Caricatures of women

Interesting WaPo piece by Anne Applebaum on what she calls the “motherhood debate.”  Her point is that women’s life choices — whether to work or stay home seems to be what Applebaum means — are usually not really chosen, and rarely follow directly from adherence to some ideology.  “Most such choices,” she writes, “are determined by more mundane factors, such as money.”

The motherhood debate, according to Applebaum, is a series of extreme poses struck by women who ignore this mundane reality.

In this debate, the temptation to make oneself fit into a caricature and make one’s “critics” fit into a caricature must be overwhelming, since those who enter it almost always do. In one corner, the “feminists,” with their hatred of men and their baby-free careers; in the other, the “traditional wives” with their ironing boards and their Sunday meatloaf. But do such women exist, except in television commercials for detergent or on the pages of Ms. magazine?

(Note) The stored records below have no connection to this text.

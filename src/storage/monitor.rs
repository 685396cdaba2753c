use std::{path::PathBuf, sync::Arc, time::Duration};

use super::{DiskProbe, DiskUsage, StoragePressure, StorageSample};
use crate::{clock::SharedClock, config::StorageConfig, observability::metrics};

/// Samples free space of the export directory and classifies pressure.
///
/// Sampling never fails: a probe error or timeout is logged and reported as
/// a `Normal` sample with `probe_ok = false`, so a transient stat error never
/// triggers emergency cleanup.
pub struct StorageMonitor {
    probe: Arc<dyn DiskProbe>,
    export_dir: PathBuf,
    warning_free_percent: f64,
    emergency_free_percent: f64,
    timeout: Duration,
    clock: SharedClock,
}

impl StorageMonitor {
    pub fn new(config: &StorageConfig, probe: Arc<dyn DiskProbe>, clock: SharedClock) -> Self {
        Self {
            probe,
            export_dir: config.export_dir.clone(),
            warning_free_percent: config.warning_free_percent,
            emergency_free_percent: config.emergency_free_percent,
            timeout: config.sample_timeout(),
            clock,
        }
    }

    pub fn warning_free_percent(&self) -> f64 {
        self.warning_free_percent
    }

    #[tracing::instrument(skip(self), fields(path = %self.export_dir.display()))]
    pub async fn sample(&self) -> StorageSample {
        let timestamp = self.clock.now();
        let reading = tokio::time::timeout(self.timeout, self.probe.usage(&self.export_dir)).await;

        let usage = match reading {
            Ok(Ok(usage)) => usage,
            Ok(Err(e)) => {
                tracing::warn!(error = %e, "Storage sample failed, assuming normal pressure");
                return Self::placeholder(timestamp);
            }
            Err(_) => {
                tracing::warn!(
                    timeout_secs = self.timeout.as_secs(),
                    "Storage sample timed out, assuming normal pressure"
                );
                return Self::placeholder(timestamp);
            }
        };

        let pressure = classify(usage, self.warning_free_percent, self.emergency_free_percent);
        metrics::record_storage_pressure(pressure.as_str(), usage.free_bytes, usage.total_bytes);

        match pressure {
            StoragePressure::Normal => tracing::debug!(
                free_bytes = usage.free_bytes,
                total_bytes = usage.total_bytes,
                "Storage pressure normal"
            ),
            StoragePressure::Warning => tracing::warn!(
                free_bytes = usage.free_bytes,
                total_bytes = usage.total_bytes,
                threshold_percent = self.warning_free_percent,
                "Storage pressure at warning level"
            ),
            StoragePressure::Emergency => tracing::error!(
                free_bytes = usage.free_bytes,
                total_bytes = usage.total_bytes,
                threshold_percent = self.emergency_free_percent,
                "Storage pressure at emergency level"
            ),
        }

        StorageSample {
            free_bytes: usage.free_bytes,
            used_bytes: usage.used_bytes(),
            total_bytes: usage.total_bytes,
            pressure,
            timestamp,
            probe_ok: true,
        }
    }

    fn placeholder(timestamp: chrono::DateTime<chrono::Utc>) -> StorageSample {
        StorageSample {
            free_bytes: 0,
            used_bytes: 0,
            total_bytes: 0,
            pressure: StoragePressure::Normal,
            timestamp,
            probe_ok: false,
        }
    }
}

/// Classify a reading against free-space thresholds given in percent.
pub fn classify(usage: DiskUsage, warning_percent: f64, emergency_percent: f64) -> StoragePressure {
    if usage.total_bytes == 0 {
        return StoragePressure::Normal;
    }
    let free_percent = usage.free_bytes as f64 * 100.0 / usage.total_bytes as f64;
    if free_percent < emergency_percent {
        StoragePressure::Emergency
    } else if free_percent < warning_percent {
        StoragePressure::Warning
    } else {
        StoragePressure::Normal
    }
}

/// Bytes that must be freed to get back above the warning threshold.
///
/// Always at least 1 so a plan under pressure is never empty by construction.
pub fn bytes_to_free(sample: &StorageSample, warning_percent: f64) -> u64 {
    let target = (sample.total_bytes as f64 * warning_percent / 100.0).ceil() as u64;
    target.saturating_sub(sample.free_bytes).max(1)
}

#[cfg(test)]
mod tests {
    use rstest::rstest;

    use super::*;
    use crate::{
        clock::SystemClock,
        storage::{FixedProbe, StorageProbeError},
    };

    fn usage(free: u64, total: u64) -> DiskUsage {
        DiskUsage {
            free_bytes: free,
            total_bytes: total,
        }
    }

    #[rstest]
    #[case(50, StoragePressure::Normal)]
    #[case(15, StoragePressure::Normal)]
    #[case(14, StoragePressure::Warning)]
    #[case(5, StoragePressure::Warning)]
    #[case(4, StoragePressure::Emergency)]
    #[case(0, StoragePressure::Emergency)]
    fn test_classify(#[case] free: u64, #[case] expected: StoragePressure) {
        assert_eq!(classify(usage(free, 100), 15.0, 5.0), expected);
    }

    #[test]
    fn test_empty_filesystem_is_normal() {
        assert_eq!(classify(usage(0, 0), 15.0, 5.0), StoragePressure::Normal);
    }

    #[test]
    fn test_bytes_to_free() {
        let sample = StorageSample {
            free_bytes: 30,
            used_bytes: 970,
            total_bytes: 1000,
            pressure: StoragePressure::Emergency,
            timestamp: chrono::Utc::now(),
            probe_ok: true,
        };
        assert_eq!(bytes_to_free(&sample, 15.0), 120);

        let healthy = StorageSample {
            free_bytes: 500,
            ..sample
        };
        assert_eq!(bytes_to_free(&healthy, 15.0), 1);
    }

    fn monitor(probe: Arc<dyn DiskProbe>, timeout_secs: u64) -> StorageMonitor {
        let config = StorageConfig {
            sample_timeout_secs: timeout_secs,
            ..Default::default()
        };
        StorageMonitor::new(&config, probe, Arc::new(SystemClock))
    }

    #[tokio::test]
    async fn test_sample_classifies_probe_reading() {
        let m = monitor(Arc::new(FixedProbe::new(3, 100)), 5);
        let sample = m.sample().await;
        assert!(sample.probe_ok);
        assert_eq!(sample.pressure, StoragePressure::Emergency);
        assert_eq!(sample.used_bytes, 97);
    }

    #[tokio::test]
    async fn test_probe_failure_reports_normal() {
        let m = monitor(Arc::new(FixedProbe::failing()), 5);
        let sample = m.sample().await;
        assert!(!sample.probe_ok);
        assert_eq!(sample.pressure, StoragePressure::Normal);
    }

    struct StuckProbe;

    #[async_trait::async_trait]
    impl DiskProbe for StuckProbe {
        async fn usage(&self, _path: &std::path::Path) -> Result<DiskUsage, StorageProbeError> {
            std::future::pending().await
        }
    }

    #[tokio::test]
    async fn test_stuck_probe_times_out_as_normal() {
        let m = monitor(Arc::new(StuckProbe), 1);
        let sample = m.sample().await;
        assert!(!sample.probe_ok);
        assert_eq!(sample.pressure, StoragePressure::Normal);
    }
}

Fair enough.  Nobody ever lives according to an ideological template.  Still, we all try.  Why?  Ideology is another word for morality.  Morality is the ideal of the good life, to which everyone aspires.  As I have written elsewhere, the “ideal” part of morality communicates the lessons of past generations, and provides a roadmap so that every individual isn’t forced to discover her own good and evil, her own ten commandments, her own understanding of what success means in life.

Applebaum is right:  necessity trumps many choices.  But it never rules our minds.

The motherhood debate is a dispute about the good life, which for women has become a very confused subject.  The caricatures are unfortunate and unnecessary, another symptom of the superficial moment we seem to be travelling though in history.  But the debate will go on, and should.